Arm Strength: This is one of the major components to being a successful. It isn't an end be all, Jamarcus Russel and Jeff Garcia are the two extreme examples of that, but the arm to stretch the defense and fit a pass into tight windows is a trait that is invaluable to an offense. It isn't an attribute that can be taught, it's something you either have or don't. The ability to deliver a pass with zip and velocity at the second level of the defense is a skill that separates many of the greats from the not so greats.
Accuracy: You have to be able to aim your cannon. Putting the ball where only your guy can make the play on it is an invaluable asset to have. But being spot on isn't the only factor, timing is a key component. Anticipation of the coverage and when the receiver will get into his break is something that many successful QB's have had. It's the key to Bill Walsh's success and the West Coast offense's success over the years. Good accuracy is also a sign of good mechanics as well.
Mobility: There is a common misconception about mobility and QB's. Many casual fans, and some hardcore ones, mistake running ability for mobility, a la Michael Vick and Vince Young. But the most mobile QB in the NFL isn't Vick or Young or even Ben Roethlisberger, although Big Ben is very good. Peyton Manning is, IMO, the most mobile QB in the NFL. He has a sixth sense for the rush, and he can navigate to a clear area in the pocket and deliver the ball. That's what real QB mobility is, the talent of evading the rush and delivering the ball where it needs to go.

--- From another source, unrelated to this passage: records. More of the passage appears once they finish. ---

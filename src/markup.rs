//! Classification of narrative text into typed content blocks.
//!
//! The markup is a deliberately small grammar. Text is split into paragraphs
//! on blank lines, and each paragraph becomes exactly one block, tried in
//! this order:
//!
//! 1. `**Heading**`: the whole paragraph wrapped in one bold-marker pair.
//! 2. Bullet list: some line starts with `-`. Lines before the first bullet
//!    are the intro.
//! 3. Numbered list: some line matches `^\d+\.\s*`. `Label: body` splits on
//!    the first colon.
//! 4. Plain paragraph.
//!
//! Bullets win over numbered items when a paragraph contains both.

#[derive(Clone, Debug, PartialEq, Eq)]
pub struct NumberedItem {
    /// Number written in the source line; `None` numbers by position.
    pub number: Option<u32>,
    pub label: Option<String>,
    pub body: String,
}

#[derive(Clone, Debug, PartialEq, Eq)]
pub enum ContentBlock {
    Heading(String),
    BulletList {
        intro: Option<String>,
        items: Vec<String>,
    },
    NumberedList {
        intro: Option<String>,
        items: Vec<NumberedItem>,
    },
    /// Single newlines inside the paragraph are kept as hard line breaks.
    Paragraph(String),
}

/// Split `text` into paragraphs and classify each one. Empty paragraphs
/// produce no block.
pub fn parse_blocks(text: &str) -> Vec<ContentBlock> {
    split_paragraphs(text)
        .iter()
        .filter_map(|p| classify(p))
        .collect()
}

fn split_paragraphs(text: &str) -> Vec<String> {
    let mut paragraphs = Vec::new();
    let mut current: Vec<&str> = Vec::new();
    for line in text.lines() {
        if line.trim().is_empty() {
            if !current.is_empty() {
                paragraphs.push(current.join("\n"));
                current.clear();
            }
        } else {
            current.push(line);
        }
    }
    if !current.is_empty() {
        paragraphs.push(current.join("\n"));
    }
    paragraphs
}

/// Classify one paragraph (text between blank lines).
pub fn classify(paragraph: &str) -> Option<ContentBlock> {
    let trimmed = paragraph.trim();
    if trimmed.is_empty() {
        return None;
    }

    if let Some(text) = heading_text(trimmed) {
        return Some(ContentBlock::Heading(text));
    }

    let lines: Vec<&str> = trimmed
        .lines()
        .map(str::trim)
        .filter(|l| !l.is_empty())
        .collect();

    if lines.iter().any(|l| bullet_text(l).is_some()) {
        return Some(bullet_list(&lines));
    }
    if lines.iter().any(|l| numbered_text(l).is_some()) {
        return Some(numbered_list(&lines));
    }

    let text = lines
        .iter()
        .map(|l| strip_bold(l))
        .collect::<Vec<_>>()
        .join("\n");
    Some(ContentBlock::Paragraph(text))
}

pub fn strip_bold(text: &str) -> String {
    text.replace("**", "")
}

fn heading_text(paragraph: &str) -> Option<String> {
    let inner = paragraph.strip_prefix("**")?.strip_suffix("**")?;
    if inner.trim().is_empty() || inner.contains("**") {
        return None;
    }
    Some(inner.split_whitespace().collect::<Vec<_>>().join(" "))
}

fn bullet_text(line: &str) -> Option<&str> {
    line.strip_prefix('-').map(str::trim_start)
}

/// The number and the content after a `N.` prefix, if the line has one.
fn numbered_text(line: &str) -> Option<(Option<u32>, &str)> {
    let digits = line.bytes().take_while(u8::is_ascii_digit).count();
    if digits == 0 {
        return None;
    }
    let text = line[digits..].strip_prefix('.')?.trim_start();
    Some((line[..digits].parse().ok(), text))
}

fn append(target: &mut String, line: &str) {
    if !target.is_empty() {
        target.push(' ');
    }
    target.push_str(line);
}

fn bullet_list(lines: &[&str]) -> ContentBlock {
    let mut intro = String::new();
    let mut items: Vec<String> = Vec::new();
    for line in lines {
        if let Some(text) = bullet_text(line) {
            items.push(strip_bold(text));
        } else if let Some(last) = items.last_mut() {
            append(last, &strip_bold(line));
        } else {
            append(&mut intro, &strip_bold(line));
        }
    }
    ContentBlock::BulletList {
        intro: (!intro.is_empty()).then_some(intro),
        items,
    }
}

fn numbered_list(lines: &[&str]) -> ContentBlock {
    let mut intro = String::new();
    let mut items: Vec<NumberedItem> = Vec::new();
    for line in lines {
        if let Some((number, text)) = numbered_text(line) {
            items.push(NumberedItem {
                number,
                ..NumberedItem::parse(&strip_bold(text))
            });
        } else if let Some(last) = items.last_mut() {
            append(&mut last.body, &strip_bold(line));
        } else {
            append(&mut intro, &strip_bold(line));
        }
    }
    ContentBlock::NumberedList {
        intro: (!intro.is_empty()).then_some(intro),
        items,
    }
}

impl NumberedItem {
    /// Split `Label: body` on the first colon; no colon means no label.
    pub fn parse(content: &str) -> Self {
        match content.split_once(':') {
            Some((label, body)) if !label.trim().is_empty() => Self {
                number: None,
                label: Some(label.trim().to_string()),
                body: body.trim().to_string(),
            },
            _ => Self {
                number: None,
                label: None,
                body: content.trim().to_string(),
            },
        }
    }
}

#[cfg(test)]
mod tests {
    use super::*;

    fn item(number: u32, label: Option<&str>, body: &str) -> NumberedItem {
        NumberedItem {
            number: Some(number),
            label: label.map(str::to_string),
            body: body.to_string(),
        }
    }

    #[test]
    fn heading() {
        assert_eq!(
            classify("**Objectives**"),
            Some(ContentBlock::Heading("Objectives".into()))
        );
    }

    #[test]
    fn bullet_list_with_intro() {
        assert_eq!(
            classify("Overview\n- Item A\n- Item B"),
            Some(ContentBlock::BulletList {
                intro: Some("Overview".into()),
                items: vec!["Item A".into(), "Item B".into()],
            })
        );
    }

    #[test]
    fn numbered_list_with_labels() {
        assert_eq!(
            classify("1. Staffing: review rota\n2. Budget: hold"),
            Some(ContentBlock::NumberedList {
                intro: None,
                items: vec![
                    item(1, Some("Staffing"), "review rota"),
                    item(2, Some("Budget"), "hold"),
                ],
            })
        );
    }

    #[test]
    fn plain_paragraph() {
        assert_eq!(
            classify("Plain sentence with no markers."),
            Some(ContentBlock::Paragraph("Plain sentence with no markers.".into()))
        );
    }

    #[test]
    fn empty_paragraph_emits_nothing() {
        assert_eq!(classify("   \n  "), None);
        assert!(parse_blocks("\n\n\n").is_empty());
    }

    #[test]
    fn bold_markers_are_stripped_from_items_and_paragraphs() {
        assert_eq!(
            classify("- **Urgent** call supplier"),
            Some(ContentBlock::BulletList {
                intro: None,
                items: vec!["Urgent call supplier".into()],
            })
        );
        assert_eq!(
            classify("A **bold** claim"),
            Some(ContentBlock::Paragraph("A bold claim".into()))
        );
        assert_eq!(
            classify("1. **Comms:** brief staff"),
            Some(ContentBlock::NumberedList {
                intro: None,
                items: vec![item(1, Some("Comms"), "brief staff")],
            })
        );
    }

    #[test]
    fn two_bold_spans_are_not_a_heading() {
        assert_eq!(
            classify("**Red** and **Amber**"),
            Some(ContentBlock::Paragraph("Red and Amber".into()))
        );
    }

    #[test]
    fn numbered_item_without_colon_has_no_label() {
        assert_eq!(
            classify("1. Call the duty manager"),
            Some(ContentBlock::NumberedList {
                intro: None,
                items: vec![item(1, None, "Call the duty manager")],
            })
        );
    }

    // Bullet detection runs before numbered detection, so a mixed paragraph
    // becomes a bullet list whose intro swallows the numbered lines. Kept
    // for compatibility until the product owner decides otherwise.
    #[test]
    fn bullets_take_precedence_over_numbered_lines() {
        assert_eq!(
            classify("1. First step\n- detail\n2. Second step"),
            Some(ContentBlock::BulletList {
                intro: Some("1. First step".into()),
                items: vec!["detail 2. Second step".into()],
            })
        );
    }

    #[test]
    fn blank_lines_split_blocks() {
        let blocks = parse_blocks("**Scope**\n\nIntro line\n- a\n- b\n\n\n1. x: y\n\nClosing.");
        assert_eq!(blocks.len(), 4);
        assert!(matches!(blocks[0], ContentBlock::Heading(_)));
        assert!(matches!(blocks[1], ContentBlock::BulletList { .. }));
        assert!(matches!(blocks[2], ContentBlock::NumberedList { .. }));
        assert!(matches!(blocks[3], ContentBlock::Paragraph(_)));
    }

    #[test]
    fn source_numbers_survive_blank_line_splits() {
        let blocks = parse_blocks("1. a\n\n2. b");
        assert_eq!(
            blocks,
            vec![
                ContentBlock::NumberedList {
                    intro: None,
                    items: vec![item(1, None, "a")],
                },
                ContentBlock::NumberedList {
                    intro: None,
                    items: vec![item(2, None, "b")],
                },
            ]
        );
        assert_eq!(
            classify("3. Resume: normal supply"),
            Some(ContentBlock::NumberedList {
                intro: None,
                items: vec![item(3, Some("Resume"), "normal supply")],
            })
        );
    }

    #[test]
    fn continuation_lines_join_previous_item() {
        assert_eq!(
            classify("- first\n  wraps here\n- second"),
            Some(ContentBlock::BulletList {
                intro: None,
                items: vec!["first wraps here".into(), "second".into()],
            })
        );
    }
}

Size: Heighth, weighth, and durability all fit under this category. This is one of the more overrated attributes, just look at Drew Brees. Despite that, it does help to see over the guys blocking for you. ;) And as a QB, you will take a pounding, you have to be able to get up and show that you are still in control.
Intangibles: This is possibly the most important attribute to have. God-given talent like arm strength, mobility, and size is something you either have or don't. But intangibles are what makes the position. A great work ethic can make up for your deficiencies, or propel you over everyone else who has the same talent as you do. Being a QB requires more work than any other position, those without the desire to work at their problem areas will not last long. Confidence in yourself and your abilities is needed. You have to be able to inspire your teammates and make them believe that you can get the job done. That's what all the great clutch QB's have, an unshakable faith in their own ability to make a play, and that faith carries over to their teammates.
System QB?: See below.
That's what I look for in a QB, but there are other criteria I use to decide whether I should draft that particular QB, if I draft a QB at all. I call this the Bust List.

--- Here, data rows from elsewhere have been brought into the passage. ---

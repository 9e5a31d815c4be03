use crate::canvas::{Align, Canvas, Color, Paint, Stroke, TextStyle, pt_to_mm};

use super::Composer;

pub const DEFAULT_ROW_HEIGHT: f32 = 8.0;
const CELL_PADDING: f32 = 2.0;
const TEXT_SIZE: f32 = 9.0;
const GRID: Stroke = Stroke {
    color: Color::RULE,
    width: 0.2,
};

#[derive(Clone, Debug, PartialEq)]
pub struct Column {
    pub label: String,
    /// Absolute width in mm; `None` shares the remaining width equally.
    pub width: Option<f32>,
}

impl Column {
    pub fn new(label: impl Into<String>) -> Self {
        Self {
            label: label.into(),
            width: None,
        }
    }

    pub fn fixed(label: impl Into<String>, width: f32) -> Self {
        Self {
            label: label.into(),
            width: Some(width),
        }
    }
}

#[derive(Clone, Debug, Default, PartialEq)]
pub struct Cell {
    pub text: String,
    pub color: Option<Color>,
    pub bold: bool,
}

impl Cell {
    pub fn new(text: impl Into<String>) -> Self {
        Self {
            text: text.into(),
            ..Self::default()
        }
    }

    pub fn colored(text: impl Into<String>, color: Color) -> Self {
        Self {
            text: text.into(),
            color: Some(color),
            bold: true,
        }
    }
}

impl From<&str> for Cell {
    fn from(text: &str) -> Self {
        Cell::new(text)
    }
}

impl From<String> for Cell {
    fn from(text: String) -> Self {
        Cell::new(text)
    }
}

#[derive(Clone, Debug, PartialEq)]
pub struct Table {
    pub columns: Vec<Column>,
    pub rows: Vec<Vec<Cell>>,
    /// Constant height of every body row; cell text never grows a row.
    pub row_height: f32,
    pub header_height: f32,
}

impl Table {
    pub fn new(columns: Vec<Column>) -> Self {
        Self {
            columns,
            rows: Vec::new(),
            row_height: DEFAULT_ROW_HEIGHT,
            header_height: DEFAULT_ROW_HEIGHT,
        }
    }

    pub fn row_height(mut self, height: f32) -> Self {
        self.row_height = height;
        self.header_height = height;
        self
    }

    /// Height of the header plus the first body row, which always share a page.
    pub fn lead_height(&self) -> f32 {
        if self.rows.is_empty() {
            self.header_height
        } else {
            self.header_height + self.row_height
        }
    }

    pub fn push_row<I, C>(&mut self, cells: I)
    where
        I: IntoIterator<Item = C>,
        C: Into<Cell>,
    {
        self.rows.push(cells.into_iter().map(Into::into).collect());
    }
}

/// Explicit widths are kept; the rest split what is left of `available`.
pub fn column_widths(columns: &[Column], available: f32) -> Vec<f32> {
    let fixed: f32 = columns.iter().filter_map(|c| c.width).sum();
    let flexible = columns.iter().filter(|c| c.width.is_none()).count();
    let share = if flexible > 0 {
        ((available - fixed) / flexible as f32).max(0.0)
    } else {
        0.0
    };
    columns.iter().map(|c| c.width.unwrap_or(share)).collect()
}

/// Shorten `text` with an ellipsis until it fits `max_width`.
pub(crate) fn fit_text(canvas: &dyn Canvas, text: &str, size: f32, bold: bool, max_width: f32) -> String {
    let flat = text.split_whitespace().collect::<Vec<_>>().join(" ");
    if canvas.measure_text(&flat, size, bold) <= max_width {
        return flat;
    }
    let ellipsis_w = canvas.measure_text("\u{2026}", size, bold);
    let mut out = String::new();
    let mut width = 0.0f32;
    let mut buf = [0u8; 4];
    for ch in flat.chars() {
        let cw = canvas.measure_text(ch.encode_utf8(&mut buf), size, bold);
        if width + cw + ellipsis_w > max_width {
            break;
        }
        out.push(ch);
        width += cw;
    }
    let mut out = out.trim_end().to_string();
    out.push('\u{2026}');
    out
}

fn baseline(top: f32, height: f32, size: f32) -> f32 {
    // Centre the cap height (≈0.7em) in the row.
    top + height / 2.0 + pt_to_mm(size) * 0.35
}

fn draw_header(canvas: &mut dyn Canvas, table: &Table, widths: &[f32], x0: f32, y: f32) {
    let style = TextStyle::new(TEXT_SIZE).bold().color(Color::WHITE);
    let mut x = x0;
    for (col, &w) in table.columns.iter().zip(widths) {
        canvas.draw_rect(x, y, w, table.header_height, &Paint::fill(Color::NAVY).with_stroke(GRID));
        let label = fit_text(canvas, &col.label, TEXT_SIZE, true, w - 2.0 * CELL_PADDING);
        canvas.draw_text(&label, x + CELL_PADDING, baseline(y, table.header_height, TEXT_SIZE), &style);
        x += w;
    }
}

fn draw_row(canvas: &mut dyn Canvas, table: &Table, cells: &[Cell], widths: &[f32], x0: f32, y: f32) {
    let mut x = x0;
    for (i, &w) in widths.iter().enumerate() {
        canvas.draw_rect(x, y, w, table.row_height, &Paint::stroke(GRID));
        if let Some(cell) = cells.get(i).filter(|c| !c.text.is_empty()) {
            let mut style = TextStyle::new(TEXT_SIZE)
                .color(cell.color.unwrap_or(Color::BLACK))
                .align(Align::Left);
            style.bold = cell.bold;
            let text = fit_text(canvas, &cell.text, TEXT_SIZE, cell.bold, w - 2.0 * CELL_PADDING);
            canvas.draw_text(&text, x + CELL_PADDING, baseline(y, table.row_height, TEXT_SIZE), &style);
        }
        x += w;
    }
}

/// Lay out a table, repeating the header row at the top of every page the
/// table continues onto.
pub fn render_table(composer: &mut Composer<'_>, table: &Table) {
    let layout = composer.layout().clone();
    let widths = column_widths(&table.columns, layout.content_width());
    let x0 = layout.margin_left;
    let ncols = table.columns.len();

    let origin = composer.reserve_keep(table.header_height, table.lead_height() - table.header_height);
    draw_header(composer.canvas(), table, &widths, x0, origin.y);

    for (ri, row) in table.rows.iter().enumerate() {
        if row.len() != ncols {
            log::warn!(
                "Table row {ri} has {} cells for {ncols} columns; padding/truncating",
                row.len()
            );
        }
        let origin = composer.reserve(table.row_height);
        let row_top = if origin.new_page {
            log::debug!(
                "TABLE continues on page {} at row {ri}, repeating header",
                origin.page_index + 1
            );
            draw_header(composer.canvas(), table, &widths, x0, origin.y);
            composer.cursor_mut().grow(table.header_height);
            origin.y + table.header_height
        } else {
            origin.y
        };
        draw_row(composer.canvas(), table, &row[..row.len().min(ncols)], &widths, x0, row_top);
    }
}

1. Intangibles; Again, this is important. He could of shown good intangibles at the college level, but really only a sit down interview will answer that question. Being clutch at the college level doesn't gurantee success in the pros. And a good work ethic is a must, just ask the Raiders.
2. Offensive Line; You could be the prototype for the position, but if you don't get any protection you won't succeed. David Carr and Joey Harrington could have been good if they could have avoided those seventy sack seasons. And eventually after you take that much of a pounding, you become gun shy and unable to succeed.
3. System QB?; This isn't an end be all, you can learn an NFL offense. But being in a pro style system in college really reduces the transition. You have practice with pro style routes, reading the defense as you drop back, going through reads and progressions, etc. Shotgun spread QB's have more of a learning curve, which while it isn't insurmountable, it still is sometimes too much for some guys.
So there you have it, I hope this answers some of your questions about the QB prospects coming out this April.